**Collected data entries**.
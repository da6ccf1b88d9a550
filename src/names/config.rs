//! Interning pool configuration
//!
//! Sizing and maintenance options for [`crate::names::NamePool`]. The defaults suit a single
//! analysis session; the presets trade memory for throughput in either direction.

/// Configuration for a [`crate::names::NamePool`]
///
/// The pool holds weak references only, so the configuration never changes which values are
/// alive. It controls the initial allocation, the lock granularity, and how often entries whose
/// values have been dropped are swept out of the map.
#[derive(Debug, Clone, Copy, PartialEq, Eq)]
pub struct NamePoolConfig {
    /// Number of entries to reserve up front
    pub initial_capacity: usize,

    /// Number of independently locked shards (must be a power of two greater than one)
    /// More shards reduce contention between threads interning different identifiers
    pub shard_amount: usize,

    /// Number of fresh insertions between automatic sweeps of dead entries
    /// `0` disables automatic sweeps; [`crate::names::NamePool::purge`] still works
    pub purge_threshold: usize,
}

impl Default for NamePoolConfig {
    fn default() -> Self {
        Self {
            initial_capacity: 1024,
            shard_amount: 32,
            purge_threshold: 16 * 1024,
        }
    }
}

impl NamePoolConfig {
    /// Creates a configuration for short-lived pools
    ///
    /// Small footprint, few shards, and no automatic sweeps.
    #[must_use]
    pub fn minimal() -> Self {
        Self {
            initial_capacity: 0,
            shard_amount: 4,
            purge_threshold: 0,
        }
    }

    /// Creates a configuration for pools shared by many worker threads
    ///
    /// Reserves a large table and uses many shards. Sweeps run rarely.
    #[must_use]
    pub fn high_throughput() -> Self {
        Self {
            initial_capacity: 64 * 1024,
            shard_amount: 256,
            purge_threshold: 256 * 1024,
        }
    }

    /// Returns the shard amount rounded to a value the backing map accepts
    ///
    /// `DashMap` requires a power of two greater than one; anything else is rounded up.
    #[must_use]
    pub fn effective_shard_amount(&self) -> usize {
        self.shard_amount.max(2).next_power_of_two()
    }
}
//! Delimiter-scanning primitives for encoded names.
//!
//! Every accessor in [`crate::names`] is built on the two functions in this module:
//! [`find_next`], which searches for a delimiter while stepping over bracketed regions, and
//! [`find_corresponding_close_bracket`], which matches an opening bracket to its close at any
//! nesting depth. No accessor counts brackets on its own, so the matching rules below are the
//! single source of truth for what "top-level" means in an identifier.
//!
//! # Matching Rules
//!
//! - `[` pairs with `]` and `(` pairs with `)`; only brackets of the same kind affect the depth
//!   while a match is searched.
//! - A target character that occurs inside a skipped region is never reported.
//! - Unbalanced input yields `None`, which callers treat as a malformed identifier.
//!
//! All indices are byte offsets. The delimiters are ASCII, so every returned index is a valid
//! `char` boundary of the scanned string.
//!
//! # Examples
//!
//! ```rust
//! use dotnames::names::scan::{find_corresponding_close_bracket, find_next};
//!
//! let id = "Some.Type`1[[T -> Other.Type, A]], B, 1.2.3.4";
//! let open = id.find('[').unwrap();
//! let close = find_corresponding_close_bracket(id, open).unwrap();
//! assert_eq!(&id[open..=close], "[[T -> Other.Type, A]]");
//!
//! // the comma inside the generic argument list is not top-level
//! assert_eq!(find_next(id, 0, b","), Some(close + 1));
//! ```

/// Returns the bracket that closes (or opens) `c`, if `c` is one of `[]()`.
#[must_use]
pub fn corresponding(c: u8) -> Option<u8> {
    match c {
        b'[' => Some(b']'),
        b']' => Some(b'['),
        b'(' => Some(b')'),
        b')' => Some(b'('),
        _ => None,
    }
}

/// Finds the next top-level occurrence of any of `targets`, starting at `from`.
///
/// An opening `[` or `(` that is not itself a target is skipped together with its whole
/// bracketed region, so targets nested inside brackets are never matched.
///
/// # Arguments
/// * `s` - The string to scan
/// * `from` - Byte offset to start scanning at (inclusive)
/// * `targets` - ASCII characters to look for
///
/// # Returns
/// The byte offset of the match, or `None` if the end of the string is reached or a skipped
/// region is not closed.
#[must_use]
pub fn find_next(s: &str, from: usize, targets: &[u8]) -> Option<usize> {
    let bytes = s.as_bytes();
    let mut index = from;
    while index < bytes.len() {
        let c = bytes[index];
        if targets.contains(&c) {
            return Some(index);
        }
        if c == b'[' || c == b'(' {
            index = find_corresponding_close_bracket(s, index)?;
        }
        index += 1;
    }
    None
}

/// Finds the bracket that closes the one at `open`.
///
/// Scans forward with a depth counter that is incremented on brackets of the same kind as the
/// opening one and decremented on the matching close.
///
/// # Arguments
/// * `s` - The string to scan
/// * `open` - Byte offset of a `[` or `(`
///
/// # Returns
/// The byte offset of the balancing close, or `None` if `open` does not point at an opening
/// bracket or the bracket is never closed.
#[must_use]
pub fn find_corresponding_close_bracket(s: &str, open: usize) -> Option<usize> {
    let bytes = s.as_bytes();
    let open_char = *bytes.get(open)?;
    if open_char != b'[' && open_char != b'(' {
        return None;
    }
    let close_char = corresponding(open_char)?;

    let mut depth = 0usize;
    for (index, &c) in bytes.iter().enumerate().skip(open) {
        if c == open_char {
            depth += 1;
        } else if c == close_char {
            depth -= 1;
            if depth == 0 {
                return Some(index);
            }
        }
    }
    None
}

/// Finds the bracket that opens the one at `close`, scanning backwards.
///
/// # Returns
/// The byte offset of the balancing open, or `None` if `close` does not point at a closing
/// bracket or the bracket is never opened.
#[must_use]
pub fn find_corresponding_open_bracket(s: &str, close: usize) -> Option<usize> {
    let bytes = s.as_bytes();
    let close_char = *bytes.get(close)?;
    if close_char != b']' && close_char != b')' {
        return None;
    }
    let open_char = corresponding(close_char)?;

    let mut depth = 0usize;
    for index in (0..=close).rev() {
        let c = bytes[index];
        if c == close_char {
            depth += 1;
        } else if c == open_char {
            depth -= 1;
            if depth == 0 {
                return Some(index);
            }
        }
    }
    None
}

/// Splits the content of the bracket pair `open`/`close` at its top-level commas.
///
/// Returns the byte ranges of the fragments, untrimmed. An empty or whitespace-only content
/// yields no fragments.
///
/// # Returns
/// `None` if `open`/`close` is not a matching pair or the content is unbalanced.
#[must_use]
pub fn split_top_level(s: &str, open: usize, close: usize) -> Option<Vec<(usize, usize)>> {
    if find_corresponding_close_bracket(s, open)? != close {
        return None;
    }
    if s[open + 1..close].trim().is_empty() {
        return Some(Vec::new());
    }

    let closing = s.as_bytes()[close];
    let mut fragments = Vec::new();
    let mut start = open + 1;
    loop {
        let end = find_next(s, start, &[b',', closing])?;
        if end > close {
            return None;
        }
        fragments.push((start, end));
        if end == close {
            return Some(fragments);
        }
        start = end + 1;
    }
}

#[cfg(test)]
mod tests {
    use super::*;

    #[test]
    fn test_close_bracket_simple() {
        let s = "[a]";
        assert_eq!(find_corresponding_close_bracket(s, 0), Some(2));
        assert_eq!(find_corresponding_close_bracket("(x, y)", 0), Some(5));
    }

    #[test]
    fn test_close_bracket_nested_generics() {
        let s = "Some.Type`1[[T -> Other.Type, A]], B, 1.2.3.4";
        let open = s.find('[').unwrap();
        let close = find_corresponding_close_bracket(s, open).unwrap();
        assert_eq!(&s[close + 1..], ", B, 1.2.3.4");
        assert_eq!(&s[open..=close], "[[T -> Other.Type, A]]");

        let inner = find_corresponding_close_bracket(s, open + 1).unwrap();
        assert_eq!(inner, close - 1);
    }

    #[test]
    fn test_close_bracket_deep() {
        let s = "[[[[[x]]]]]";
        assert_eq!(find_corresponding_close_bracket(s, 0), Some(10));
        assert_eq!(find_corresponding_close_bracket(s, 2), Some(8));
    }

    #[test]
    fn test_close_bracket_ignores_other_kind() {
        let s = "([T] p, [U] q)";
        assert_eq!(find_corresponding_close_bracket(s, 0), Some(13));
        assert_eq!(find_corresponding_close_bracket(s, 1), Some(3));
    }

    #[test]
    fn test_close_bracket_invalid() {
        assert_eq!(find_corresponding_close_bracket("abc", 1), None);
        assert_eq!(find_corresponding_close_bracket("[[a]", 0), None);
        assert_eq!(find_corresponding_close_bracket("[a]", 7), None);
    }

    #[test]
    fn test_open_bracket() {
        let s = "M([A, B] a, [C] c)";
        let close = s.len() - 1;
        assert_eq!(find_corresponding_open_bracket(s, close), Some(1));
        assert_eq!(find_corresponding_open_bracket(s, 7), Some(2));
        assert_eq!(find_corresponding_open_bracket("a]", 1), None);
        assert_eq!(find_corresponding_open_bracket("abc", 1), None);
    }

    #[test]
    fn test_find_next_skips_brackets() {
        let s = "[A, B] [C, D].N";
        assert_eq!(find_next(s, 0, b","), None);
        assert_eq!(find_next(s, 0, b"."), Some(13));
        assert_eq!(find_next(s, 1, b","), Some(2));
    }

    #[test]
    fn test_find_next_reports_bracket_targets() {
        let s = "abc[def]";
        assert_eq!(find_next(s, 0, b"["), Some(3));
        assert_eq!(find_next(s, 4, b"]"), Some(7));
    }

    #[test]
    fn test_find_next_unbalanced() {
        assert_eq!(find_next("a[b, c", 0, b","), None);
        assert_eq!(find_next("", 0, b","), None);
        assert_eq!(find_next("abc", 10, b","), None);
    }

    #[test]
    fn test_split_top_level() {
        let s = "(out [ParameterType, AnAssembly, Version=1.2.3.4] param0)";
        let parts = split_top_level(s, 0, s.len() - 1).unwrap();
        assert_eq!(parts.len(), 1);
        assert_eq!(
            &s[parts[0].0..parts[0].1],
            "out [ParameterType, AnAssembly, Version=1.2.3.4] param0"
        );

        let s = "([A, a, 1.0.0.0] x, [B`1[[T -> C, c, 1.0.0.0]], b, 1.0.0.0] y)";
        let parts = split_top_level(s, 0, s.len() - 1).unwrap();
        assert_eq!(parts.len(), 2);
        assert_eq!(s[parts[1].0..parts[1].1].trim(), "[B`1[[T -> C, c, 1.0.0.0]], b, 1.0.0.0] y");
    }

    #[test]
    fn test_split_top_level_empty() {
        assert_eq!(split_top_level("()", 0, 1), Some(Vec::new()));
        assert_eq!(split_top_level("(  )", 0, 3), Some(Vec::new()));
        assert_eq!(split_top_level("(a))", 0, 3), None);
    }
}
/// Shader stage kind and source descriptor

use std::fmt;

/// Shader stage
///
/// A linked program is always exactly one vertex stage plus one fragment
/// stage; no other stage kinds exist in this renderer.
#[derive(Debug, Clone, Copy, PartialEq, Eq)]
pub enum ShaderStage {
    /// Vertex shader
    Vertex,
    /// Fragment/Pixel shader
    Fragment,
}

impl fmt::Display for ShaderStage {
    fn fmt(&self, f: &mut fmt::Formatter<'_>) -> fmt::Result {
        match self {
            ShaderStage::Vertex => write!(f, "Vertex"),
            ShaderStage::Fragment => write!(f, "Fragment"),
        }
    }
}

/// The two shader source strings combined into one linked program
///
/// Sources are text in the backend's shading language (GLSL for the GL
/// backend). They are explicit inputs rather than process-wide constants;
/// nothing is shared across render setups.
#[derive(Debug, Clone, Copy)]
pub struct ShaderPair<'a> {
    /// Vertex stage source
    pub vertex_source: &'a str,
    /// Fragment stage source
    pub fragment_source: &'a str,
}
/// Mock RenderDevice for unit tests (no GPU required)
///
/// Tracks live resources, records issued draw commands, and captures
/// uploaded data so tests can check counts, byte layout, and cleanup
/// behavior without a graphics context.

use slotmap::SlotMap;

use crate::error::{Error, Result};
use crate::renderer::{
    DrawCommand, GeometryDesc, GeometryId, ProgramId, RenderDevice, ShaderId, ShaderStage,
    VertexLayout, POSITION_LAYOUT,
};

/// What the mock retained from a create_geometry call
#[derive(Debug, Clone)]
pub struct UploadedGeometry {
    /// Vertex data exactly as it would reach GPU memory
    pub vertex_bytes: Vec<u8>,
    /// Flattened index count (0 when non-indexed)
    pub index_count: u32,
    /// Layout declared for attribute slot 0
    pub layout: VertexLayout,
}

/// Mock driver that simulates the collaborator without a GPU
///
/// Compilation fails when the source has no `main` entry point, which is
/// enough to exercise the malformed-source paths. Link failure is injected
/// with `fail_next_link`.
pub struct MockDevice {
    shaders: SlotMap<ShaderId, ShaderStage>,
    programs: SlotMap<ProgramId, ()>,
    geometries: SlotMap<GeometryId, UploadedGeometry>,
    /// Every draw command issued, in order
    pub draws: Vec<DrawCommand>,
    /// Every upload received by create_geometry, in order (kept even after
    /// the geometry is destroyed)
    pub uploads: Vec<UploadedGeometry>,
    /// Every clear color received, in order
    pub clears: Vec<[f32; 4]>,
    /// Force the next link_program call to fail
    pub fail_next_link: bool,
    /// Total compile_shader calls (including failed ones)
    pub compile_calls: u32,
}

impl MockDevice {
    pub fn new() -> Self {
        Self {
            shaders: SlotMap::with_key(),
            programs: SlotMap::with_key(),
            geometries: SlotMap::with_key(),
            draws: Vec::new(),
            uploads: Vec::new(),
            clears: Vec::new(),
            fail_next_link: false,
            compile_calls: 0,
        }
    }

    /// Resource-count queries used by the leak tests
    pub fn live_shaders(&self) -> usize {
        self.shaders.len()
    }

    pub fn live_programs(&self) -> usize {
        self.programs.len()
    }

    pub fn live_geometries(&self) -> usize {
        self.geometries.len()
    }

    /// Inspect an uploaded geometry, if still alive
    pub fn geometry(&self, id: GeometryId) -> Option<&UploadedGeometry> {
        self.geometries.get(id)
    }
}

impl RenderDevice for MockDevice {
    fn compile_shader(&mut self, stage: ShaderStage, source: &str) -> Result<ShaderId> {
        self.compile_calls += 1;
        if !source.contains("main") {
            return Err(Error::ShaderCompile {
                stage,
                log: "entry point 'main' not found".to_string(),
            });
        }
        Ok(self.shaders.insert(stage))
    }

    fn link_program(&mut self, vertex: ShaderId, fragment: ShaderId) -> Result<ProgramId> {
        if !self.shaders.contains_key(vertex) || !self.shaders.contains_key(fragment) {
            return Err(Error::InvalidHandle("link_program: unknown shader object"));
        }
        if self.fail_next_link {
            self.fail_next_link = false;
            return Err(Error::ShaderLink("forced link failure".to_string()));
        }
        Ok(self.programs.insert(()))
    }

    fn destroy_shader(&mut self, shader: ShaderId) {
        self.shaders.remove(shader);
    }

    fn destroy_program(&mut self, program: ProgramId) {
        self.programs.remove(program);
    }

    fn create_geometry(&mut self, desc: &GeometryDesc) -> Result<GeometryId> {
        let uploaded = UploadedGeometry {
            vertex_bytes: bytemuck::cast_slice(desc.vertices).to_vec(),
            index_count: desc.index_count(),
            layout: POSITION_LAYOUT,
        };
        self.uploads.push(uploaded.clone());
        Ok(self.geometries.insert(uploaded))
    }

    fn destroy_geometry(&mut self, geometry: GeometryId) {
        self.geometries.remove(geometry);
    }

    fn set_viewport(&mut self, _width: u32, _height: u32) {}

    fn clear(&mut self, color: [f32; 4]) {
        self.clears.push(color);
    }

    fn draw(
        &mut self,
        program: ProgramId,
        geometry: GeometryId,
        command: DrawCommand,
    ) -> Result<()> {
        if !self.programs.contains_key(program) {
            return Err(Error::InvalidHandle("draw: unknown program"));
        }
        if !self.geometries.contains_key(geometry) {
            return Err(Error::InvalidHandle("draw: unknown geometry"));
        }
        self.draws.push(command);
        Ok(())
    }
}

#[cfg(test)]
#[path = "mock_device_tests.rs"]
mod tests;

**Aim of the exercise**.
Copy all lines from the data above that contain the word "threads".

**Exercise answer**.
    /// More shards reduce contention between threads interning different identifiers
    /// Creates a configuration for pools shared by many worker threads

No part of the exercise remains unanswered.